If your employer gives you a glorified etch-a-sketch to work on, then it's their problem if it doesn't work. If you yourself have decided to do serious work on a $200 web surfing + email appliance, you deserve to suffer a bit now and again, it'll teach you a lesson.
Web appliances are for LolFaceTubeSpace, remote-controlling your PVR and maybe updating a spreadsheet of your grocery bills - not for business-critical life-or-death stuff.
 
I think it would be cool if you could push a button when you open your laptop and launch into this OS if you just want to browse for a few minutes instead of loading your entire OS along with things you don't need at that moment. In that way it would be kind of useful. I don't know that I'd want to buy an entirely new device to use it though. It does something that 2 of my devices already do.
 
GREAT!!! Another camouflaged way for the government to see everything we are up to...An entire OS in webspace...Brilliant, but No Thanks Google.
 
What a stupid post.

Yes, I use my browser for email. GMAIL also imports my email from other POP/IMAP accounts.

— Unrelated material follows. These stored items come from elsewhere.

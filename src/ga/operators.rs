//! Genetic operators for day schedules.
//!
//! - [`tail_swap_crossover`]: one-point crossover with an independent cut
//!   in each parent; children swap tails.
//! - [`reassign_driver_mutation`]: moves one random trip to another eligible
//!   driver of the same category, unless that driver is busy then.
//!
//! The probability gates (crossover rate, mutation rate) live in the search
//! loop; these functions always apply the operator.

use rand::prelude::IndexedRandom;
use rand::Rng;

use super::problem::DriverPool;
use crate::models::{DaySchedule, DriverId};

/// One-point crossover with independent cut points.
///
/// With cuts `i` in parent 1 and `j` in parent 2:
/// - child 1 = `p1[..i] ++ p2[j..]`
/// - child 2 = `p2[..j] ++ p1[i..]`
///
/// If either parent is empty, the children are copies of the parents.
pub fn tail_swap_crossover<R: Rng>(
    p1: &DaySchedule,
    p2: &DaySchedule,
    rng: &mut R,
) -> (DaySchedule, DaySchedule) {
    if p1.is_empty() || p2.is_empty() {
        return (p1.clone(), p2.clone());
    }
    let cut1 = rng.random_range(0..p1.len());
    let cut2 = rng.random_range(0..p2.len());

    let (head1, tail1) = p1.trips.split_at(cut1);
    let (head2, tail2) = p2.trips.split_at(cut2);

    let child1 = DaySchedule::from_trips([head1, tail2].concat());
    let child2 = DaySchedule::from_trips([head2, tail1].concat());
    (child1, child2)
}

/// Reassigns one random trip to another eligible driver.
///
/// The replacement is drawn from the same category in `pool`. The change is
/// rejected if the new driver already drives an intersecting trip (drawing
/// the current driver counts as busy). Returns whether the schedule changed.
pub fn reassign_driver_mutation<R: Rng>(
    schedule: &mut DaySchedule,
    pool: &DriverPool,
    rng: &mut R,
) -> bool {
    if schedule.is_empty() {
        return false;
    }
    let idx = rng.random_range(0..schedule.len());
    let trip = schedule.trips[idx];

    let Some(&index) = pool.of_kind(trip.driver_kind()).choose(rng) else {
        return false;
    };
    let driver = DriverId::new(trip.driver_kind(), index);
    if schedule.driver_busy(driver, trip.start_min, trip.end_min) {
        return false;
    }

    schedule.trips[idx].driver = driver;
    true
}
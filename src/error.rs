//! Crate error type.

use thiserror::Error;

use crate::validation::ValidationError;

/// Errors surfaced by the rostering API.
///
/// The search itself never fails; errors only arise from invalid input.
#[derive(Debug, Clone, PartialEq, Error)]
pub enum RosterError {
    #[error("invalid configuration: {}", join_messages(.0))]
    InvalidConfiguration(Vec<ValidationError>),

    #[error("invalid driver id: {0:?}")]
    InvalidDriverId(String),

    #[error("weekday index out of range: {0}")]
    InvalidWeekday(usize),
}

fn join_messages(errors: &[ValidationError]) -> String {
    errors
        .iter()
        .map(|e| e.message.as_str())
        .collect::<Vec<_>>()
        .join("; ")
}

Yes I use my browser for RSS.

Yes I use my Browser for file sharing.

Yes I play games on my browser.

Your Mac's OS (OS X) doesn't really play 1/100 of games available for the Personal Computing platform, now does it? Does that mean Apple's OS fails?

Horrible logic. You fail.

O'Rly, you fail, epically.

No, I use Apple Mail.

No, I use NewsFire.

No, I use AFP connect for file sharing.

No, I do not play and games on the browser.

Ever heard of bootcamp? Or the fact that I have a dedicated PC hooked upto my iMac?

C'mon, this is basic stuff, go back to school.